Speaking on Fox News following the Senate's vote to acquit Trump, Collins said that her previous comments stemmed from a hope that the president would listen to the several Republican senators who said his behavior was "problematic."

"I hoped that the president would’ve learned from the fact that he was impeached by the House," Collins said, adding that parts of Trump's July 25 phone conversation with Ukrainian President Volodymyr Zelensky were "wrong."

ADVERTISEMENT

The call was at the center of the House's inquiry into Trump's alleged efforts to get Ukraine to open investigations into his political rivals.

"The president [asked a] federal government to investigate a political rival. And he should not have done that. And I would hope that he would not do it again," she said. 

Asked if she received any assurances from Trump about his future conduct, Collins said that she had not spoken with Trump throughout the Senate trial.
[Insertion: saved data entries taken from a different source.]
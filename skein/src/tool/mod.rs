//! Tool Runner (§4.1): registration, schema, and dispatch for the callables an
//! agent can invoke mid-loop.

pub mod context;
pub mod error;
pub mod registry;

pub use context::{compose_progress, ProgressCallback, ToolContext};
pub use error::ToolError;
pub use registry::{RegisteredTool, ScopedToolHandle, ToolRunner};

use async_trait::async_trait;
use serde_json::Value;

use crate::message::Attachment;

/// The static description of a tool: its name, a model-facing description, and
/// a JSON Schema for its arguments.
#[derive(Debug, Clone)]
pub struct ToolSpec {
    pub name: String,
    pub description: String,
    pub input_schema: Value,
}

impl ToolSpec {
    pub fn new(
        name: impl Into<String>,
        description: impl Into<String>,
        input_schema: Value,
    ) -> Self {
        Self {
            name: name.into(),
            description: description.into(),
            input_schema,
        }
    }
}

/// Where a tool came from, for provenance and filtering (MCP prefixing,
/// include/exclude, A2A delegation visibility).
#[derive(Debug, Clone, Copy, PartialEq, Eq)]
pub enum ToolSourceKind {
    Local,
    Mcp,
    A2a,
    Skill,
    StructuredOutput,
}

/// Non-schema metadata about a tool's behavior. `interrupt` mirrors the
/// original framework's "interrupt" tool type: a true result tells the loop to
/// stop iterating immediately after this call completes, without treating it
/// as an error.
#[derive(Debug, Clone)]
pub struct ToolAttributes {
    pub source: ToolSourceKind,
    pub interrupt: bool,
    pub timeout_seconds: Option<f64>,
}

impl ToolAttributes {
    pub fn new(source: ToolSourceKind) -> Self {
        Self {
            source,
            interrupt: false,
            timeout_seconds: None,
        }
    }

    pub fn with_interrupt(mut self, interrupt: bool) -> Self {
        self.interrupt = interrupt;
        self
    }

    pub fn with_timeout(mut self, seconds: f64) -> Self {
        self.timeout_seconds = Some(seconds);
        self
    }
}

/// A tool result: text content plus any files it produced.
#[derive(Debug, Clone)]
pub struct ToolOutput {
    pub content: String,
    pub attachments: Vec<Attachment>,
}

impl ToolOutput {
    pub fn text(content: impl Into<String>) -> Self {
        Self {
            content: content.into(),
            attachments: Vec::new(),
        }
    }

    pub fn with_attachments(content: impl Into<String>, attachments: Vec<Attachment>) -> Self {
        Self {
            content: content.into(),
            attachments,
        }
    }
}

/// A tool that needs no per-call context: just arguments in, a result out.
///
/// ```ignore
/// struct Calculator;
///
/// #[async_trait]
/// impl PlainTool for Calculator {
///     fn spec(&self) -> ToolSpec {
///         ToolSpec::new("calculate", "Evaluate an arithmetic expression", schema)
///     }
///
///     async fn call(&self, args: Value) -> Result<ToolOutput, String> {
///         let expr = args["expression"].as_str().unwrap_or_default();
///         Ok(ToolOutput::text(eval(expr)?))
///     }
/// }
/// ```
#[async_trait]
pub trait PlainTool: Send + Sync {
    fn spec(&self) -> ToolSpec;
    async fn call(&self, args: Value) -> Result<ToolOutput, String>;
}

/// A tool that needs the per-call [`ToolContext`] — dependencies, progress
/// reporting, or its own call id.
#[async_trait]
pub trait ContextualTool: Send + Sync {
    fn spec(&self) -> ToolSpec;
    async fn call(&self, args: Value, ctx: &ToolContext) -> Result<ToolOutput, String>;
}

/// The two ways a tool can be registered, chosen once at registration time
/// rather than discovered per call: a statically typed stand-in for runtime
/// parameter introspection.
pub enum ToolEntry {
    Plain(Box<dyn PlainTool>),
    Contextual(Box<dyn ContextualTool>),
}

impl ToolEntry {
    pub fn spec(&self) -> ToolSpec {
        match self {
            ToolEntry::Plain(t) => t.spec(),
            ToolEntry::Contextual(t) => t.spec(),
        }
    }
}
//! A scripted completion handler for agent-loop tests: returns fixed
//! responses in sequence rather than calling a real provider.

use std::sync::atomic::{AtomicUsize, Ordering};
use std::sync::Mutex;

use async_trait::async_trait;
use tokio::sync::mpsc;

use crate::error::AgentError;
use crate::message::ToolCall;

use super::{
    ChunkAccumulator, CompletionRequest, FinishReason, LlmClient, LlmResponse, LlmUsage,
    StreamDelta,
};

/// One scripted turn: assistant content plus any tool calls it should emit.
#[derive(Clone, Debug, Default)]
pub struct ScriptedTurn {
    pub content: String,
    pub tool_calls: Vec<ToolCall>,
    pub usage: Option<LlmUsage>,
    /// Defaults to `ToolCalls` when `tool_calls` is non-empty, else `Stop`,
    /// mirroring what a real provider would report for the same shape of
    /// response. Set explicitly to script `Length`/`Error` turns.
    pub finish_reason: Option<FinishReason>,
}

impl ScriptedTurn {
    pub fn text(content: impl Into<String>) -> Self {
        Self {
            content: content.into(),
            tool_calls: Vec::new(),
            usage: None,
            finish_reason: None,
        }
    }

    pub fn with_tool_calls(mut self, tool_calls: Vec<ToolCall>) -> Self {
        self.tool_calls = tool_calls;
        self
    }

    pub fn with_finish_reason(mut self, finish_reason: FinishReason) -> Self {
        self.finish_reason = Some(finish_reason);
        self
    }

    fn resolved_finish_reason(&self) -> FinishReason {
        self.finish_reason.unwrap_or(if self.tool_calls.is_empty() {
            FinishReason::Stop
        } else {
            FinishReason::ToolCalls
        })
    }
}

/// Plays back a fixed sequence of turns, one per `complete`/`stream` call.
/// Calling past the end of the script repeats the final turn, so loop tests
/// that overrun their expected iteration count fail on the iteration cap
/// rather than on a panic inside the mock.
pub struct MockLlm {
    turns: Vec<ScriptedTurn>,
    call_count: AtomicUsize,
    stream_by_char: bool,
    requests_seen: Mutex<Vec<CompletionRequest>>,
}

impl MockLlm {
    pub fn new(turns: Vec<ScriptedTurn>) -> Self {
        Self {
            turns,
            call_count: AtomicUsize::new(0),
            stream_by_char: false,
            requests_seen: Mutex::new(Vec::new()),
        }
    }

    pub fn single(turn: ScriptedTurn) -> Self {
        Self::new(vec![turn])
    }

    pub fn with_stream_by_char(mut self) -> Self {
        self.stream_by_char = true;
        self
    }

    fn next_turn(&self) -> ScriptedTurn {
        let n = self.call_count.fetch_add(1, Ordering::SeqCst);
        self.turns
            .get(n)
            .or_else(|| self.turns.last())
            .cloned()
            .unwrap_or_default()
    }

    pub fn calls_made(&self) -> usize {
        self.call_count.load(Ordering::SeqCst)
    }

    pub fn requests_seen(&self) -> usize {
        self.requests_seen.lock().unwrap().len()
    }
}

#[async_trait]
impl LlmClient for MockLlm {
    async fn complete(&self, request: &CompletionRequest) -> Result<LlmResponse, AgentError> {
        self.requests_seen.lock().unwrap().push(request.clone());
        let turn = self.next_turn();
        let finish_reason = Some(turn.resolved_finish_reason());
        Ok(LlmResponse {
            content: turn.content,
            reasoning: None,
            tool_calls: turn.tool_calls,
            usage: turn.usage,
            finish_reason,
        })
    }

    async fn stream(
        &self,
        request: &CompletionRequest,
        tx: mpsc::Sender<StreamDelta>,
    ) -> Result<LlmResponse, AgentError> {
        let response = self.complete(request).await?;
        let mut acc = ChunkAccumulator::new();
        if self.stream_by_char {
            for c in response.content.chars() {
                let delta = StreamDelta {
                    content: Some(c.to_string()),
                    ..Default::default()
                };
                acc.absorb(&delta);
                let _ = tx.send(delta).await;
            }
        } else if !response.content.is_empty() {
            let delta = StreamDelta {
                content: Some(response.content.clone()),
                ..Default::default()
            };
            acc.absorb(&delta);
            let _ = tx.send(delta).await;
        }
        for (i, tc) in response.tool_calls.iter().enumerate() {
            let delta = StreamDelta {
                tool_call: Some(super::ToolCallDelta {
                    index: i as u32,
                    id: Some(tc.id.clone()),
                    name: Some(tc.name.clone()),
                    arguments_delta: Some(tc.arguments_json()),
                }),
                ..Default::default()
            };
            acc.absorb(&delta);
            let _ = tx.send(delta).await;
        }
        if response.usage.is_some() {
            let delta = StreamDelta {
                usage: response.usage.clone(),
                ..Default::default()
            };
            acc.absorb(&delta);
            let _ = tx.send(delta).await;
        }
        if response.finish_reason.is_some() {
            let delta = StreamDelta {
                finish_reason: response.finish_reason,
                ..Default::default()
            };
            acc.absorb(&delta);
            let _ = tx.send(delta).await;
        }
        Ok(response)
    }
}

#[cfg(test)]
mod tests {
    use super::*;

    #[tokio::test]
    async fn plays_back_scripted_turns_in_order() {
        let llm = MockLlm::new(vec![
            ScriptedTurn::text("first"),
            ScriptedTurn::text("second"),
        ]);
        let req = CompletionRequest::new("test-model", vec![]);
        assert_eq!(llm.complete(&req).await.unwrap().content, "first");
        assert_eq!(llm.complete(&req).await.unwrap().content, "second");
        assert_eq!(llm.complete(&req).await.unwrap().content, "second");
    }

    #[tokio::test]
    async fn stream_sends_deltas_and_returns_full_response() {
        let llm = MockLlm::single(ScriptedTurn::text("hi")).with_stream_by_char();
        let req = CompletionRequest::new("test-model", vec![]);
        let (tx, mut rx) = mpsc::channel(16);
        let resp = llm.stream(&req, tx).await.unwrap();
        assert_eq!(resp.content, "hi");
        let mut received = String::new();
        while let Ok(delta) = rx.try_recv() {
            if let Some(c) = delta.content {
                received.push_str(&c);
            }
        }
        assert_eq!(received, "hi");
    }
}
//! MCP session over stdio: spawns a server process, performs the initialize
//! handshake, and provides blocking request/response for JSON-RPC calls.
//!
//! Runs on a blocking thread via `task::block_in_place` at the call site
//! (§4.2); this type itself is synchronous, matching `mcp_client`'s transport.

use std::sync::mpsc::{self, RecvTimeoutError};
use std::time::{Duration, Instant};

use mcp_client::stdio::{
    JsonRpcMessage, StdioClientTransport, StdioClientTransportError, StdioServerParameters,
    StdioStream,
};
use mcp_core::{MessageId, NotificationMessage, RequestMessage, ResultMessage};
use serde_json::{json, Value};

use super::error::McpError;

const PROTOCOL_VERSION: &str = "2025-11-25";
const INITIALIZE_REQUEST_ID: &str = "skein-mcp-initialize";

pub struct McpSession {
    transport: StdioClientTransport,
    receiver: mpsc::Receiver<JsonRpcMessage>,
}

impl McpSession {
    /// Spawns the server process and completes the initialize handshake.
    /// When `stderr_verbose` is false, child stderr is discarded.
    pub fn new(
        command: impl Into<String>,
        args: Vec<String>,
        env: Option<impl IntoIterator<Item = (impl Into<String>, impl Into<String>)>>,
        stderr_verbose: bool,
    ) -> Result<Self, McpError> {
        let (tx, rx) = mpsc::channel();

        let stderr_stream = if stderr_verbose {
            StdioStream::Inherit
        } else {
            StdioStream::Null
        };
        let mut params = StdioServerParameters::new(command)
            .args(args)
            .stderr(stderr_stream);
        if let Some(env_iter) = env {
            params = params.env(env_iter);
        }

        let mut transport = StdioClientTransport::new(params);
        transport.on_message(move |msg| {
            let _ = tx.send(msg);
        });
        transport.on_error(|e| {
            tracing::warn!(error = %e, "mcp stdio transport error");
        });

        transport
            .start()
            .map_err(|e| McpError::Transport(e.to_string()))?;

        let mut session = Self {
            transport,
            receiver: rx,
        };
        session.initialize()?;
        Ok(session)
    }

    fn initialize(&mut self) -> Result<(), McpError> {
        let params = json!({
            "protocolVersion": PROTOCOL_VERSION,
            "capabilities": { "tools": {} },
            "clientInfo": {
                "name": "skein-mcp",
                "version": env!("CARGO_PKG_VERSION")
            }
        });
        self.send_request(INITIALIZE_REQUEST_ID, "initialize", params)?;

        match self.wait_for_result(INITIALIZE_REQUEST_ID, Duration::from_secs(20))? {
            Some(result) => {
                if result.error.is_some() {
                    return Err(McpError::Initialize(
                        result
                            .error
                            .map(|e| e.message)
                            .unwrap_or_else(|| "unknown".into()),
                    ));
                }
                let notification = JsonRpcMessage::Notification(NotificationMessage::new(
                    "notifications/initialized",
                    Some(json!({})),
                ));
                self.transport
                    .send(&notification)
                    .map_err(|e| McpError::Transport(e.to_string()))?;
            }
            None => {
                return Err(McpError::Initialize(
                    "timeout waiting for initialize".into(),
                ))
            }
        }

        Ok(())
    }

    pub fn send_request(
        &mut self,
        id: &str,
        method: &str,
        params: Value,
    ) -> Result<(), McpError> {
        let request = RequestMessage::new(id, method, params);
        self.transport
            .send(&JsonRpcMessage::Request(request))
            .map_err(|e| McpError::Transport(e.to_string()))
    }

    /// Waits for a JSON-RPC result matching `request_id`. Server-initiated
    /// `roots/list` requests are answered with an empty roots list inline.
    pub fn wait_for_result(
        &mut self,
        request_id: &str,
        timeout: Duration,
    ) -> Result<Option<ResultMessage>, McpError> {
        self.wait_for_result_with_progress(request_id, timeout, None)
    }

    /// Like [`Self::wait_for_result`], but forwards `notifications/progress`
    /// payloads to `on_progress` as they arrive, for long-running tool calls.
    pub fn wait_for_result_with_progress(
        &mut self,
        request_id: &str,
        timeout: Duration,
        on_progress: Option<&(dyn Fn(Value) + Send + Sync)>,
    ) -> Result<Option<ResultMessage>, McpError> {
        let deadline = Instant::now() + timeout;

        while Instant::now() < deadline {
            let remaining = deadline
                .saturating_duration_since(Instant::now())
                .min(Duration::from_secs(1));

            match self.receiver.recv_timeout(remaining) {
                Ok(JsonRpcMessage::Result(msg)) if message_id_matches(&msg.id, request_id) => {
                    return Ok(Some(msg));
                }
                Ok(JsonRpcMessage::Request(req)) if req.method == "roots/list" => {
                    let result = ResultMessage::success(req.id.clone(), json!({ "roots": [] }));
                    self.transport
                        .send(&JsonRpcMessage::Result(result))
                        .map_err(|e| McpError::Transport(e.to_string()))?;
                }
                Ok(JsonRpcMessage::Request(_)) | Ok(JsonRpcMessage::Result(_)) => {}
                Ok(JsonRpcMessage::Notification(n)) => {
                    if n.method == "notifications/progress" {
                        if let Some(cb) = on_progress {
                            cb(n.params.clone().unwrap_or(Value::Null));
                        }
                    }
                }
                Err(RecvTimeoutError::Timeout) => continue,
                Err(RecvTimeoutError::Disconnected) => break,
            }
        }

        Ok(None)
    }
}

fn message_id_matches(id: &MessageId, expected: &str) -> bool {
    id.as_str() == Some(expected)
}

impl From<StdioClientTransportError> for McpError {
    fn from(e: StdioClientTransportError) -> Self {
        McpError::Transport(e.to_string())
    }
}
When pressed on why she believed he'd a learned a lesson, then, Collins said, "Well, I may not be correct on that."

In announcing her intention to vote to acquit Trump earlier this week, Collins justified her position by stating that the president had learned a "pretty big lesson" from impeachment and that he would be "much more cautious in the future."

Asked about Collins's comments ahead of the State of the Union address on Tuesday, Trump reportedly said that he'd done nothing wrong, adding, “It was a perfect call."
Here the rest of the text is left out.